Items from a data source:
━━━━━━━━━━━━━━━━━━━━

// Copyright (c) 2025 Dimitris Kafetzis
//
// Licensed under the MIT License.
// See LICENSE file in the project root for full license information.
//
// SPDX-License-Identifier: MIT

//! Error types for registry operations.

use host_gate::HostError;
use probe_channel::StoreError;

/// Failures while collecting or maintaining domain data.
///
/// Per-domain classification outcomes (unmanage, dead, retry later) are not
/// errors — they are ordinary verdicts. These variants cover collaborator
/// faults that the caller either retries or treats as fatal.
#[derive(Debug, thiserror::Error)]
pub enum RegistryError {
    #[error(transparent)]
    Host(#[from] HostError),

    #[error(transparent)]
    Store(#[from] StoreError),
}
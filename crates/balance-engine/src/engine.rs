// Copyright (c) 2025 Dimitris Kafetzis
//
// Licensed under the MIT License.
// See LICENSE file in the project root for full license information.
//
// SPDX-License-Identifier: MIT

//! The engine context and domain lifecycle orchestration.
//!
//! [`Engine`] packages all mutable daemon state behind one value owned by
//! the event loop. Registry transitions with side effects (report slots,
//! interval ACL, trim-to-quota) are driven from here so the registry
//! itself stays free of collaborator handles.

use crate::EngineError;
use config_store::{consts, GlobalConfig};
use domain_registry::pending::{process_pending_domain, PendingVerdict};
use domain_registry::{resolve, DomainRecord, Registry};
use host_gate::{DomainId, HostGate, HostInfo, MonotonicClock, Stamp};
use probe_channel::{channel, paths, KvStore, RetryPolicy};
use std::collections::HashMap;
use std::rc::Rc;

/// Outcome of a `manage-domain` operator request.
#[derive(Debug, Clone, Copy, PartialEq, Eq)]
pub enum ManageStatus {
    /// Already (or still) managed.
    Managed,
    /// Currently unmanaged.
    Unmanaged,
    /// Being rescanned; classification pending.
    Pending,
    /// The request cannot be honoured (unknown domain, dom0 disabled).
    Rejected,
}

impl ManageStatus {
    /// The single-character wire code.
    pub fn code(&self) -> char {
        match self {
            ManageStatus::Managed => 'M',
            ManageStatus::Unmanaged => 'U',
            ManageStatus::Pending => 'P',
            ManageStatus::Rejected => 'X',
        }
    }
}

/// The balancing engine: all daemon state in one place.
pub struct Engine {
    pub config: GlobalConfig,
    pub registry: Registry,
    pub clock: MonotonicClock,
    host: Rc<dyn HostGate>,
    store: Rc<dyn KvStore>,

    /// Suspends stages 2–4 while non-zero.
    pub pause_level: u32,

    /// Algorithm tick counter. Starts non-zero so 0 can mean "never" and
    /// no "n ticks back" arithmetic wraps past the origin.
    pub(crate) tick: u64,

    /// Set when the published interval value needs (re)writing.
    pub update_interval_in_store: bool,

    /// First managed domain appeared while the scheduler slept.
    resuming: bool,

    start: Stamp,

    // Tick-scope host figures, kept for the freemem engine and status
    // displays.
    pub(crate) host_free: i64,
    pub(crate) xen_free0: i64,
    pub(crate) host_lien0: i64,
    pub(crate) free_slack: i64,
    pub(crate) infos: HashMap<DomainId, HostInfo>,
}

━━━━━━━━━━━━━━━━━━━━

## PROBLEM
Starting at the line with "value needs (re)writing.", retype each line through the final one in the data above, unchanged and with nothing added.

## EXPECTED OUTPUT
    /// Set when the published interval value needs (re)writing.
    pub update_interval_in_store: bool,

    /// First managed domain appeared while the scheduler slept.
    resuming: bool,

    start: Stamp,

    // Tick-scope host figures, kept for the freemem engine and status
    // displays.
    pub(crate) host_free: i64,
    pub(crate) xen_free0: i64,
    pub(crate) host_lien0: i64,
    pub(crate) free_slack: i64,
    pub(crate) infos: HashMap<DomainId, HostInfo>,
}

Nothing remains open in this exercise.